** Aim of the task **
Scan the data below and give the number of lines that include the word "persistence", with no other words.
○ ○ ○ ○ ○
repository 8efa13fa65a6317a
//! Fixed colour palette for category assignment.

use super::CategoryDomainError;
use rand::seq::SliceRandom;
use serde::{Deserialize, Serialize};

/// Colour returned when a palette is somehow empty at pick time.
const FALLBACK_COLOR: &str = "#000000";

/// The fixed set of acceptable category colours.
///
/// Every stored category colour is a member of the palette the service was
/// constructed with; this is the invariant [`Palette::pick`] and the patch
/// validation together maintain.
#[derive(Debug, Clone, PartialEq, Eq, Serialize, Deserialize)]
pub struct Palette(Vec<String>);

impl Palette {
    /// Creates a palette from the given colours.
    ///
    /// # Errors
    ///
    /// Returns [`CategoryDomainError::EmptyPalette`] when no colours are
    /// supplied.
    pub fn new(colors: Vec<String>) -> Result<Self, CategoryDomainError> {
        if colors.is_empty() {
            return Err(CategoryDomainError::EmptyPalette);
        }
        Ok(Self(colors))
    }

    /// Returns `true` when the colour is a palette member (exact match).
    #[must_use]
    pub fn contains(&self, color: &str) -> bool {
        self.0.iter().any(|member| member == color)
    }

    /// Picks a uniformly random palette member.
    #[must_use]
    pub fn pick(&self) -> String {
        self.0
            .choose(&mut rand::thread_rng())
            .cloned()
            .unwrap_or_else(|| FALLBACK_COLOR.to_owned())
    }

    /// Returns the palette members in declaration order.
    #[must_use]
    pub fn colors(&self) -> &[String] {
        &self.0
    }

    /// Builds the rejection error for a colour outside the palette.
    #[must_use]
    pub fn invalid_color(&self, color: impl Into<String>) -> CategoryDomainError {
        CategoryDomainError::InvalidColor {
            color: color.into(),
            palette: self.0.join(", "),
        }
    }
}
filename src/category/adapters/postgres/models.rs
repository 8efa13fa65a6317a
//! Diesel row models for category persistence.

use super::schema::categories;
use chrono::{DateTime, Utc};
use diesel::prelude::*;

/// Query result row for category records.
#[derive(Debug, Clone, Queryable, Selectable)]
#[diesel(table_name = categories)]
#[diesel(check_for_backend(diesel::pg::Pg))]
pub struct CategoryRow {
    /// Store-assigned category identifier.
    pub id: i64,
    /// Display name.
    pub name: String,
    /// Optional description.
    pub description: Option<String>,
    /// Palette colour.
    pub color: String,
    /// Creation timestamp.
    pub created_at: DateTime<Utc>,
}

/// Insert model for category records; the store assigns the identifier.
#[derive(Debug, Clone, Insertable)]
#[diesel(table_name = categories)]
pub struct NewCategoryRow {
    /// Display name.
    pub name: String,
    /// Optional description.
    pub description: Option<String>,
    /// Palette colour.
    pub color: String,
    /// Creation timestamp.
    pub created_at: DateTime<Utc>,
}

/// Whole-entity changeset applied on update.
///
/// `treat_none_as_null` makes a `None` description clear the column rather
/// than skip it, matching the whole-entity write contract.
#[derive(Debug, Clone, AsChangeset)]
#[diesel(table_name = categories)]
#[diesel(treat_none_as_null = true)]
pub struct CategoryChangeset {
    /// Replacement display name.
    pub name: String,
    /// Replacement description.
    pub description: Option<String>,
    /// Replacement palette colour.
    pub color: String,
}
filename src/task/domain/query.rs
//! List query value object for tasks.

use super::{Task, TaskStatus};
use crate::listing::{ListingError, Pagination, Sort, SortDirection};
use chrono::{DateTime, Utc};
use std::cmp::Ordering;

/// Sort fields allowed for task listings.
///
/// Anything outside this allow-list is rejected at parse time, before a
/// query is built.
#[derive(Debug, Clone, Copy, Default, PartialEq, Eq, Hash)]
pub enum TaskSortKey {
    /// Sort by title.
    Title,
    /// Sort by due date; tasks without one sort after dated tasks when
    /// ascending, matching SQL `NULL` ordering.
    DueAt,
    /// Sort by creation timestamp.
    #[default]
    CreatedAt,
}

impl TaskSortKey {
    /// Returns the query-string token for this key.
    #[must_use]
    pub const fn as_str(self) -> &'static str {
        match self {
            Self::Title => "title",
            Self::DueAt => "due_at",
            Self::CreatedAt => "created_at",
        }
    }

    /// Compares two tasks by this key alone.
    #[must_use]
    pub fn compare(self, a: &Task, b: &Task) -> Ordering {
        match self {
            Self::Title => a.title().cmp(b.title()),
            Self::DueAt => compare_due_dates(a.due_at(), b.due_at()),
            Self::CreatedAt => a.created_at().cmp(&b.created_at()),
        }
    }
}

/// Orders optional due dates the way `PostgreSQL` orders `NULL`s: absent
/// values sort last ascending, so both adapters paginate identically.
fn compare_due_dates(a: Option<DateTime<Utc>>, b: Option<DateTime<Utc>>) -> Ordering {
    match (a, b) {
        (None, None) => Ordering::Equal,
        (None, Some(_)) => Ordering::Greater,
        (Some(_), None) => Ordering::Less,
        (Some(left), Some(right)) => left.cmp(&right),
    }
}

impl TryFrom<&str> for TaskSortKey {
    type Error = ListingError;

    fn try_from(value: &str) -> Result<Self, Self::Error> {
        match value {
            "title" => Ok(Self::Title),
            "due_at" => Ok(Self::DueAt),
            "created_at" => Ok(Self::CreatedAt),
            _ => Err(ListingError::UnknownSortKey(value.to_owned())),
        }
    }
}

/// Ephemeral filter/sort/pagination specification for a task listing.
#[derive(Debug, Clone, Default, PartialEq, Eq)]
pub struct TaskQuery {
    search: Option<String>,
    status: Option<TaskStatus>,
    sort: Sort<TaskSortKey>,
    pagination: Option<Pagination>,
}

impl TaskQuery {
    /// Creates a query matching everything, sorted newest first.
    #[must_use]
    pub fn new() -> Self {
        Self::default()
    }

    /// Restricts results to tasks whose title or description contains the
    /// term. An empty term is equivalent to no search at all.
    #[must_use]
    pub fn with_search(mut self, search: impl Into<String>) -> Self {
        self.search = Some(search.into()).filter(|term| !term.is_empty());
        self
    }

    /// Restricts results to tasks in the given status.
    #[must_use]
    pub const fn with_status(mut self, status: TaskStatus) -> Self {
        self.status = Some(status);
        self
    }

    /// Applies an explicit sort key and direction.
    #[must_use]
    pub const fn with_sort(mut self, key: TaskSortKey, direction: SortDirection) -> Self {
        self.sort = Sort { key, direction };
        self
    }

    /// Restricts results to a pagination window.
    #[must_use]
    pub const fn with_pagination(mut self, pagination: Pagination) -> Self {
        self.pagination = Some(pagination);
        self
    }

    /// Returns the search term, if one is set.
    #[must_use]
    pub fn search(&self) -> Option<&str> {
        self.search.as_deref()
    }

    /// Returns the status filter, if one is set.
    #[must_use]
    pub const fn status(&self) -> Option<TaskStatus> {
        self.status
    }

    /// Returns the effective sort.
    #[must_use]
    pub const fn sort(&self) -> Sort<TaskSortKey> {
        self.sort
    }

    /// Returns the pagination window, if one is set.
    #[must_use]
    pub const fn pagination(&self) -> Option<Pagination> {
        self.pagination
    }

    /// Returns `true` when the task satisfies both the search and status
    /// filters.
    ///
    /// The search term must appear as a case-sensitive substring of the
    /// title or the description; the status filter is an exact match.
    #[must_use]
    pub fn matches(&self, task: &Task) -> bool {
        let matches_search = self.search.as_deref().is_none_or(|term| {
            task.title().contains(term)
                || task
                    .description()
                    .is_some_and(|description| description.contains(term))
        });
        let matches_status = self
            .status
            .is_none_or(|status| task.status() == status);
        matches_search && matches_status
    }

    /// Total ordering for list results: the effective sort, with ties
    /// broken by ascending identifier for deterministic pagination.
    #[must_use]
    pub fn compare(&self, a: &Task, b: &Task) -> Ordering {
        let by_key = self.sort.key.compare(a, b);
        let directed = match self.sort.direction {
            SortDirection::Asc => by_key,
            SortDirection::Desc => by_key.reverse(),
        };
        directed.then_with(|| a.id().cmp(&b.id()))
    }
}
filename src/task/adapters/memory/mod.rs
//! In-memory adapters for task persistence.

mod task;

pub use task::InMemoryTaskRepository;
//! Error types for category domain validation.

use thiserror::Error;

/// Errors returned while constructing or mutating category values.
#[derive(Debug, Clone, Error, PartialEq, Eq)]
pub enum CategoryDomainError {
    /// The category name is empty after trimming.
    #[error("category name must not be empty")]
    EmptyName,

    /// The requested colour is not a member of the configured palette.
    #[error("invalid color '{color}': must be one of [{palette}]")]
    InvalidColor {
        /// Rejected colour value.
        color: String,
        /// Comma-separated palette membership, for the caller's benefit.
        palette: String,
    },

    /// A palette must offer at least one colour to draw from.
    #[error("color palette must contain at least one color")]
    EmptyPalette,
}
//! Domain model for task management.
//!
//! The task domain models drafting, status changes, due dates, and the
//! optional category reference while keeping all infrastructure concerns
//! outside of the domain boundary.

mod error;
mod ids;
mod query;
mod task;

pub use error::{ParseTaskStatusError, TaskDomainError};
pub use ids::TaskId;
pub use query::{TaskQuery, TaskSortKey};
pub use task::{NewTask, PersistedTaskData, Task, TaskPatch, TaskStatus};
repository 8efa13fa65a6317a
//! `PostgreSQL` adapters for task persistence.

mod models;
mod repository;
mod schema;

pub use repository::PostgresTaskRepository;
//! List query value object for categories.

use super::Category;
use crate::listing::{ListingError, Pagination, Sort, SortDirection};
use std::cmp::Ordering;

/// Sort fields allowed for category listings.
///
/// Anything outside this allow-list is rejected at parse time, before a
/// query is built.
#[derive(Debug, Clone, Copy, Default, PartialEq, Eq, Hash)]
pub enum CategorySortKey {
    /// Sort by display name.
    Name,
    /// Sort by creation timestamp.
    #[default]
    CreatedAt,
}

impl CategorySortKey {
    /// Returns the query-string token for this key.
    #[must_use]
    pub const fn as_str(self) -> &'static str {
        match self {
            Self::Name => "name",
            Self::CreatedAt => "created_at",
        }
    }

    /// Compares two categories by this key alone.
    #[must_use]
    pub fn compare(self, a: &Category, b: &Category) -> Ordering {
        match self {
            Self::Name => a.name().cmp(b.name()),
            Self::CreatedAt => a.created_at().cmp(&b.created_at()),
        }
    }
}

impl TryFrom<&str> for CategorySortKey {
    type Error = ListingError;

    fn try_from(value: &str) -> Result<Self, Self::Error> {
        match value {
            "name" => Ok(Self::Name),
            "created_at" => Ok(Self::CreatedAt),
            _ => Err(ListingError::UnknownSortKey(value.to_owned())),
        }
    }
}

/// Ephemeral filter/sort/pagination specification for a category listing.
#[derive(Debug, Clone, Default, PartialEq, Eq)]
pub struct CategoryQuery {
    search: Option<String>,
    sort: Sort<CategorySortKey>,
    pagination: Option<Pagination>,
}

impl CategoryQuery {
    /// Creates a query matching everything, sorted newest first.
    #[must_use]
    pub fn new() -> Self {
        Self::default()
    }

    /// Restricts results to categories whose name or description contains
    /// the term. An empty term is equivalent to no search at all.
    #[must_use]
    pub fn with_search(mut self, search: impl Into<String>) -> Self {
        self.search = Some(search.into()).filter(|term| !term.is_empty());
        self
    }

    /// Applies an explicit sort key and direction.
    #[must_use]
    pub const fn with_sort(mut self, key: CategorySortKey, direction: SortDirection) -> Self {
        self.sort = Sort { key, direction };
        self
    }

    /// Restricts results to a pagination window.
    #[must_use]
    pub const fn with_pagination(mut self, pagination: Pagination) -> Self {
        self.pagination = Some(pagination);
        self
    }

    /// Returns the search term, if one is set.
    #[must_use]
    pub fn search(&self) -> Option<&str> {
        self.search.as_deref()
    }

    /// Returns the effective sort.
    #[must_use]
    pub const fn sort(&self) -> Sort<CategorySortKey> {
        self.sort
    }

    /// Returns the pagination window, if one is set.
    #[must_use]
    pub const fn pagination(&self) -> Option<Pagination> {
        self.pagination
    }

    /// Returns `true` when the category satisfies the search filter.
    ///
    /// The term must appear as a case-sensitive substring of the name or
    /// the description.
    #[must_use]
    pub fn matches(&self, category: &Category) -> bool {
        self.search.as_deref().is_none_or(|term| {
            category.name().contains(term)
                || category
                    .description()
                    .is_some_and(|description| description.contains(term))
        })
    }

    /// Total ordering for list results: the effective sort, with ties
    /// broken by ascending identifier for deterministic pagination.
    #[must_use]
    pub fn compare(&self, a: &Category, b: &Category) -> Ordering {
        let by_key = self.sort.key.compare(a, b);
        let directed = match self.sort.direction {
            SortDirection::Asc => by_key,
            SortDirection::Desc => by_key.reverse(),
        };
        directed.then_with(|| a.id().cmp(&b.id()))
    }
}
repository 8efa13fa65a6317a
//! Diesel row models for task persistence.

use super::schema::tasks;
use chrono::{DateTime, Utc};
use diesel::prelude::*;

/// Query result row for task records.
#[derive(Debug, Clone, Queryable, Selectable)]
#[diesel(table_name = tasks)]
#[diesel(check_for_backend(diesel::pg::Pg))]
pub struct TaskRow {
    /// Store-assigned task identifier.
    pub id: i64,
    /// Task title.
    pub title: String,
    /// Optional description.
    pub description: Option<String>,
    /// Lifecycle status in its canonical string form.
    pub status: String,
    /// Optional due date.
    pub due_at: Option<DateTime<Utc>>,
    /// Optional category reference.
    pub category_id: Option<i64>,
    /// Creation timestamp.
    pub created_at: DateTime<Utc>,
    /// Last mutation timestamp.
    pub updated_at: DateTime<Utc>,
}

/// Insert model for task records; the store assigns the identifier.
#[derive(Debug, Clone, Insertable)]
#[diesel(table_name = tasks)]
pub struct NewTaskRow {
    /// Task title.
    pub title: String,
    /// Optional description.
    pub description: Option<String>,
    /// Lifecycle status in its canonical string form.
    pub status: String,
    /// Optional due date.
    pub due_at: Option<DateTime<Utc>>,
    /// Optional category reference.
    pub category_id: Option<i64>,
    /// Creation timestamp.
    pub created_at: DateTime<Utc>,
    /// Last mutation timestamp.
    pub updated_at: DateTime<Utc>,
}

/// Whole-entity changeset applied on update.
///
/// `treat_none_as_null` makes `None` values clear their columns rather
/// than skip them, matching the whole-entity write contract.
#[derive(Debug, Clone, AsChangeset)]
#[diesel(table_name = tasks)]
#[diesel(treat_none_as_null = true)]
pub struct TaskChangeset {
    /// Replacement title.
    pub title: String,
    /// Replacement description.
    pub description: Option<String>,
    /// Replacement status.
    pub status: String,
    /// Replacement due date.
    pub due_at: Option<DateTime<Utc>>,
    /// Replacement category reference.
    pub category_id: Option<i64>,
    /// Replacement mutation timestamp.
    pub updated_at: DateTime<Utc>,
}
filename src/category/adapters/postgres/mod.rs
//! `PostgreSQL` adapters for category persistence.

mod models;
mod repository;
mod schema;

pub use repository::PostgresCategoryRepository;
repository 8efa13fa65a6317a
//! Task aggregate, draft form, status enumeration, and sparse-update patch.

use super::{ParseTaskStatusError, TaskDomainError, TaskId};
use crate::category::domain::CategoryId;
use crate::patch::FieldUpdate;
use chrono::{DateTime, Utc};
use mockable::Clock;
use serde::{Deserialize, Serialize};

/// Task lifecycle status.
#[derive(Debug, Clone, Copy, Default, PartialEq, Eq, Hash, Serialize, Deserialize)]
pub enum TaskStatus {
    /// Work has not started.
    #[default]
    Pending,
    /// Work is in progress.
    Doing,
    /// Work is complete.
    Done,
}

impl TaskStatus {
    /// Returns the canonical storage and wire representation.
    #[must_use]
    pub const fn as_str(self) -> &'static str {
        match self {
            Self::Pending => "Pending",
            Self::Doing => "Doing",
            Self::Done => "Done",
        }
    }
}

impl TryFrom<&str> for TaskStatus {
    type Error = ParseTaskStatusError;

    fn try_from(value: &str) -> Result<Self, Self::Error> {
        match value {
            "Pending" => Ok(Self::Pending),
            "Doing" => Ok(Self::Doing),
            "Done" => Ok(Self::Done),
            _ => Err(ParseTaskStatusError(value.to_owned())),
        }
    }
}

/// A persisted task record.
#[derive(Debug, Clone, PartialEq, Eq, Serialize, Deserialize)]
pub struct Task {
    id: TaskId,
    title: String,
    description: Option<String>,
    status: TaskStatus,
    due_at: Option<DateTime<Utc>>,
    category_id: Option<CategoryId>,
    created_at: DateTime<Utc>,
    updated_at: DateTime<Utc>,
}

/// Parameter object for reconstructing a persisted task.
#[derive(Debug, Clone, PartialEq, Eq)]
pub struct PersistedTaskData {
    /// Store-assigned identifier.
    pub id: TaskId,
    /// Persisted title.
    pub title: String,
    /// Persisted description, if any.
    pub description: Option<String>,
    /// Persisted lifecycle status.
    pub status: TaskStatus,
    /// Persisted due date, if any.
    pub due_at: Option<DateTime<Utc>>,
    /// Persisted category reference, if any.
    pub category_id: Option<CategoryId>,
    /// Persisted creation timestamp.
    pub created_at: DateTime<Utc>,
    /// Persisted latest mutation timestamp.
    pub updated_at: DateTime<Utc>,
}

impl Task {
    /// Reconstructs a task from persisted storage.
    #[must_use]
    pub fn from_persisted(data: PersistedTaskData) -> Self {
        Self {
            id: data.id,
            title: data.title,
            description: data.description,
            status: data.status,
            due_at: data.due_at,
            category_id: data.category_id,
            created_at: data.created_at,
            updated_at: data.updated_at,
        }
    }

    /// Returns the task identifier.
    #[must_use]
    pub const fn id(&self) -> TaskId {
        self.id
    }

    /// Returns the title.
    #[must_use]
    pub fn title(&self) -> &str {
        &self.title
    }

    /// Returns the description, if any.
    #[must_use]
    pub fn description(&self) -> Option<&str> {
        self.description.as_deref()
    }

    /// Returns the lifecycle status.
    #[must_use]
    pub const fn status(&self) -> TaskStatus {
        self.status
    }

    /// Returns the due date, if any.
    #[must_use]
    pub const fn due_at(&self) -> Option<DateTime<Utc>> {
        self.due_at
    }

    /// Returns the referenced category, if any.
    #[must_use]
    pub const fn category_id(&self) -> Option<CategoryId> {
        self.category_id
    }

    /// Returns the creation timestamp.
    #[must_use]
    pub const fn created_at(&self) -> DateTime<Utc> {
        self.created_at
    }

    /// Returns the latest mutation timestamp.
    #[must_use]
    pub const fn updated_at(&self) -> DateTime<Utc> {
        self.updated_at
    }

    /// Merges a sparse update onto this task and touches `updated_at`.
    ///
    /// An empty replacement title is treated as "no change"; the title can
    /// never be cleared through an update. The nullable fields (description,
    /// due date, category reference) follow their [`FieldUpdate`] tag, so a
    /// field absent from the request is left untouched and an explicit
    /// clear detaches it.
    pub fn apply_patch(&mut self, patch: TaskPatch, clock: &impl Clock) {
        if let Some(title) = patch.title
            && !title.is_empty()
        {
            self.title = title;
        }
        match patch.description {
            FieldUpdate::Unset => {}
            FieldUpdate::Clear => self.description = None,
            FieldUpdate::Set(value) => {
                self.description = if value.is_empty() { None } else { Some(value) };
            }
        }
        if let Some(status) = patch.status {
            self.status = status;
        }
        self.due_at = patch.due_at.apply(self.due_at);
        self.category_id = patch.category_id.apply(self.category_id);
        self.updated_at = clock.utc();
    }
}

/// An unpersisted task awaiting its store-assigned identifier.
#[derive(Debug, Clone, PartialEq, Eq)]
pub struct NewTask {
    title: String,
    description: Option<String>,
    status: TaskStatus,
    due_at: Option<DateTime<Utc>>,
    category_id: Option<CategoryId>,
    created_at: DateTime<Utc>,
    updated_at: DateTime<Utc>,
}

impl NewTask {
    /// Creates a task draft in `Pending` status, stamped with the current
    /// time.
    ///
    /// # Errors
    ///
    /// Returns [`TaskDomainError::EmptyTitle`] when the title is empty
    /// after trimming.
    pub fn new(
        title: impl Into<String>,
        description: Option<String>,
        due_at: Option<DateTime<Utc>>,
        category_id: Option<CategoryId>,
        clock: &impl Clock,
    ) -> Result<Self, TaskDomainError> {
        let title = title.into();
        if title.trim().is_empty() {
            return Err(TaskDomainError::EmptyTitle);
        }
        let timestamp = clock.utc();
        Ok(Self {
            title,
            description: description.filter(|value| !value.is_empty()),
            status: TaskStatus::Pending,
            due_at,
            category_id,
            created_at: timestamp,
            updated_at: timestamp,
        })
    }

    /// Returns the title.
    #[must_use]
    pub fn title(&self) -> &str {
        &self.title
    }

    /// Returns the description, if any.
    #[must_use]
    pub fn description(&self) -> Option<&str> {
        self.description.as_deref()
    }

    /// Returns the lifecycle status.
    #[must_use]
    pub const fn status(&self) -> TaskStatus {
        self.status
    }

    /// Returns the due date, if any.
    #[must_use]
    pub const fn due_at(&self) -> Option<DateTime<Utc>> {
        self.due_at
    }

    /// Returns the referenced category, if any.
    #[must_use]
    pub const fn category_id(&self) -> Option<CategoryId> {
        self.category_id
    }

    /// Returns the creation timestamp.
    #[must_use]
    pub const fn created_at(&self) -> DateTime<Utc> {
        self.created_at
    }

    /// Returns the initial mutation timestamp.
    #[must_use]
    pub const fn updated_at(&self) -> DateTime<Utc> {
        self.updated_at
    }
}

/// Sparse update request for a task.
///
/// Absent fields leave the stored value untouched. The nullable fields use
/// [`FieldUpdate`] so "not provided" and "explicitly null" stay distinct.
#[derive(Debug, Clone, Default, PartialEq, Eq, Serialize, Deserialize)]
pub struct TaskPatch {
    #[serde(default, skip_serializing_if = "Option::is_none")]
    title: Option<String>,
    #[serde(default, skip_serializing_if = "FieldUpdate::is_unset")]
    description: FieldUpdate<String>,
    #[serde(default, skip_serializing_if = "Option::is_none")]
    status: Option<TaskStatus>,
    #[serde(default, skip_serializing_if = "FieldUpdate::is_unset")]
    due_at: FieldUpdate<DateTime<Utc>>,
    #[serde(default, skip_serializing_if = "FieldUpdate::is_unset")]
    category_id: FieldUpdate<CategoryId>,
}

impl TaskPatch {
    /// Creates an empty patch that changes nothing.
    #[must_use]
    pub fn new() -> Self {
        Self::default()
    }

    /// Requests a title replacement.
    #[must_use]
    pub fn with_title(mut self, title: impl Into<String>) -> Self {
        self.title = Some(title.into());
        self
    }

    /// Requests a description replacement.
    #[must_use]
    pub fn with_description(mut self, description: impl Into<String>) -> Self {
        self.description = FieldUpdate::Set(description.into());
        self
    }

    /// Requests the description be cleared.
    #[must_use]
    pub fn clearing_description(mut self) -> Self {
        self.description = FieldUpdate::Clear;
        self
    }

    /// Requests a status change.
    #[must_use]
    pub const fn with_status(mut self, status: TaskStatus) -> Self {
        self.status = Some(status);
        self
    }

    /// Requests a due-date replacement.
    #[must_use]
    pub const fn with_due_at(mut self, due_at: DateTime<Utc>) -> Self {
        self.due_at = FieldUpdate::Set(due_at);
        self
    }

    /// Requests the due date be cleared.
    #[must_use]
    pub const fn clearing_due_at(mut self) -> Self {
        self.due_at = FieldUpdate::Clear;
        self
    }

    /// Requests the task be attached to a category.
    #[must_use]
    pub const fn with_category(mut self, category_id: CategoryId) -> Self {
        self.category_id = FieldUpdate::Set(category_id);
        self
    }

    /// Requests the task be detached from its category.
    #[must_use]
    pub const fn clearing_category(mut self) -> Self {
        self.category_id = FieldUpdate::Clear;
        self
    }
}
○ ○ ○ ○ ○
** Response **
5